**Directions for this task:** Count every line of the data that includes "Some". State only the number.

[Data records — start]

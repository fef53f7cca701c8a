//! Tests for the fragment assembler

use std::sync::Arc;

use fragsrc_protocol::{
    types, BodyHeader, FragmentBatch, RecordBuilder, NULL_TIMESTAMP,
};

use crate::error::AssembleError;
use crate::extractor::{NullExtractor, PayloadWordExtractor};
use crate::transformer::{AssemblerPolicy, FragmentAssembler, Outcome};

fn assembler(policy: AssemblerPolicy) -> FragmentAssembler {
    FragmentAssembler::new(policy, Arc::new(PayloadWordExtractor::new(0)))
        .expect("valid policy")
}

fn default_policy() -> AssemblerPolicy {
    AssemblerPolicy {
        default_id: Some(1),
        ..Default::default()
    }
}

#[test]
fn test_init_fails_without_source_id_path() {
    let err = FragmentAssembler::new(AssemblerPolicy::default(), Arc::new(NullExtractor))
        .unwrap_err();
    assert!(matches!(err, AssembleError::NoSourceId));
}

#[test]
fn test_init_ok_with_body_header_expectation_alone() {
    let policy = AssemblerPolicy {
        expect_body_headers: true,
        ..Default::default()
    };
    assert!(FragmentAssembler::new(policy, Arc::new(NullExtractor)).is_ok());
}

#[test]
fn test_body_header_wins_for_source_and_timestamp() {
    let asm = assembler(default_policy());
    let mut batch = FragmentBatch::with_budget(1024);

    let record = RecordBuilder::new(types::PHYSICS_EVENT)
        .body_header(BodyHeader::new(5000, 9))
        .payload(777u64.to_le_bytes()) // extractor would say 777
        .build_record();

    let Outcome::Appended(frag) = asm.transform(&record, &mut batch) else {
        panic!("expected appended fragment");
    };
    assert_eq!(frag.source_id(), 9);
    assert_eq!(frag.timestamp(), 5000);
    assert_eq!(frag.barrier(), None);
}

#[test]
fn test_extractor_used_without_body_header() {
    let asm = assembler(default_policy());
    let mut batch = FragmentBatch::with_budget(1024);

    let record = RecordBuilder::new(types::PHYSICS_EVENT)
        .payload(777u64.to_le_bytes())
        .build_record();

    let Outcome::Appended(frag) = asm.transform(&record, &mut batch) else {
        panic!("expected appended fragment");
    };
    assert_eq!(frag.source_id(), 1, "default id applies");
    assert_eq!(frag.timestamp(), 777);
}

#[test]
fn test_tick_offset_applied_to_both_paths() {
    let policy = AssemblerPolicy {
        tick_offset: 100,
        ..default_policy()
    };
    let asm = assembler(policy);
    let mut batch = FragmentBatch::with_budget(1024);

    let with_bh = RecordBuilder::new(types::PHYSICS_EVENT)
        .body_header(BodyHeader::new(5000, 2))
        .build_record();
    let without_bh = RecordBuilder::new(types::PHYSICS_EVENT)
        .payload(777u64.to_le_bytes())
        .build_record();

    let Outcome::Appended(a) = asm.transform(&with_bh, &mut batch) else {
        panic!("expected appended fragment");
    };
    let Outcome::Appended(b) = asm.transform(&without_bh, &mut batch) else {
        panic!("expected appended fragment");
    };
    assert_eq!(a.timestamp(), 5100);
    assert_eq!(b.timestamp(), 877);
}

#[test]
fn test_negative_tick_offset() {
    let policy = AssemblerPolicy {
        tick_offset: -50,
        ..default_policy()
    };
    let asm = assembler(policy);
    let mut batch = FragmentBatch::with_budget(1024);

    let record = RecordBuilder::new(types::PHYSICS_EVENT)
        .body_header(BodyHeader::new(5000, 2))
        .build_record();
    let Outcome::Appended(frag) = asm.transform(&record, &mut batch) else {
        panic!("expected appended fragment");
    };
    assert_eq!(frag.timestamp(), 4950);
}

#[test]
fn test_offset_never_applied_to_null_timestamp() {
    let policy = AssemblerPolicy {
        tick_offset: 100,
        ..default_policy()
    };
    let asm = assembler(policy);
    let mut batch = FragmentBatch::with_budget(1024);

    // Scalers carry no timestamp; the offset must not fabricate one.
    let record = RecordBuilder::new(types::PERIODIC_SCALERS)
        .payload([0u8; 32])
        .build_record();
    let Outcome::Appended(frag) = asm.transform(&record, &mut batch) else {
        panic!("expected appended fragment");
    };
    assert_eq!(frag.timestamp(), NULL_TIMESTAMP);
}

#[test]
fn test_state_change_without_body_header_is_null_barrier() {
    let asm = assembler(default_policy());
    let mut batch = FragmentBatch::with_budget(1024);

    let record = RecordBuilder::new(types::END_RUN).build_record();
    let Outcome::Appended(frag) = asm.transform(&record, &mut batch) else {
        panic!("expected appended fragment");
    };
    assert_eq!(frag.timestamp(), NULL_TIMESTAMP);
    assert_eq!(frag.barrier(), Some(types::END_RUN));
    assert!(frag.is_barrier());
}

#[test]
fn test_body_header_barrier_classification() {
    let asm = assembler(default_policy());
    let mut batch = FragmentBatch::with_budget(1024);

    let barrier = RecordBuilder::new(types::BEGIN_RUN)
        .body_header(BodyHeader::barrier(0, 4, 1))
        .build_record();
    let ordinary = RecordBuilder::new(types::PHYSICS_EVENT)
        .body_header(BodyHeader::new(10, 4))
        .build_record();

    let Outcome::Appended(a) = asm.transform(&barrier, &mut batch) else {
        panic!("expected appended fragment");
    };
    let Outcome::Appended(b) = asm.transform(&ordinary, &mut batch) else {
        panic!("expected appended fragment");
    };
    assert_eq!(a.barrier(), Some(1));
    assert_eq!(b.barrier(), None);
}

#[test]
fn test_allowed_ids_filtering_preserves_order() {
    let policy = AssemblerPolicy {
        default_id: Some(2),
        allowed_ids: vec![2],
        ..Default::default()
    };
    let asm = assembler(policy);
    let mut batch = FragmentBatch::with_budget(4096);

    // Stream with source ids 1, 2, 3, 2 - only id 2 survives, in order.
    let stream = [
        (1u32, 10u64),
        (2, 20),
        (3, 30),
        (2, 40),
    ];
    for (source_id, ts) in stream {
        let record = RecordBuilder::new(types::PHYSICS_EVENT)
            .body_header(BodyHeader::new(ts, source_id))
            .build_record();
        asm.transform(&record, &mut batch);
    }

    let ids: Vec<u32> = batch.fragments().iter().map(|f| f.source_id()).collect();
    let stamps: Vec<u64> = batch.fragments().iter().map(|f| f.timestamp()).collect();
    assert_eq!(ids, vec![2, 2]);
    assert_eq!(stamps, vec![20, 40], "relative order preserved");
}

#[test]
fn test_filtered_outcome_reports_id() {
    let policy = AssemblerPolicy {
        default_id: Some(2),
        allowed_ids: vec![2],
        ..Default::default()
    };
    let asm = assembler(policy);
    let mut batch = FragmentBatch::with_budget(1024);

    let record = RecordBuilder::new(types::PHYSICS_EVENT)
        .body_header(BodyHeader::new(1, 7))
        .build_record();
    assert_eq!(
        asm.transform(&record, &mut batch),
        Outcome::FilteredSourceId(7)
    );
    assert!(batch.is_empty());
}

#[test]
fn test_missing_body_header_skipped() {
    let policy = AssemblerPolicy {
        expect_body_headers: true,
        ..Default::default()
    };
    let asm = FragmentAssembler::new(policy, Arc::new(NullExtractor)).expect("policy");
    let mut batch = FragmentBatch::with_budget(1024);

    let record = RecordBuilder::new(types::PHYSICS_EVENT)
        .payload(b"naked")
        .build_record();
    assert_eq!(asm.transform(&record, &mut batch), Outcome::MissingBodyHeader);
    assert!(batch.is_empty());
}

#[test]
fn test_batch_holds_full_record_image() {
    let asm = assembler(default_policy());
    let mut batch = FragmentBatch::with_budget(1024);

    let record = RecordBuilder::new(types::PHYSICS_EVENT)
        .body_header(BodyHeader::new(5, 1))
        .payload(b"imaging")
        .build_record();

    let Outcome::Appended(frag) = asm.transform(&record, &mut batch) else {
        panic!("expected appended fragment");
    };
    assert_eq!(frag.size(), record.size());
    assert_eq!(batch.payload_of(&frag), record.as_bytes().as_ref());
}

[Data records — finish]

**Exercise response:** 5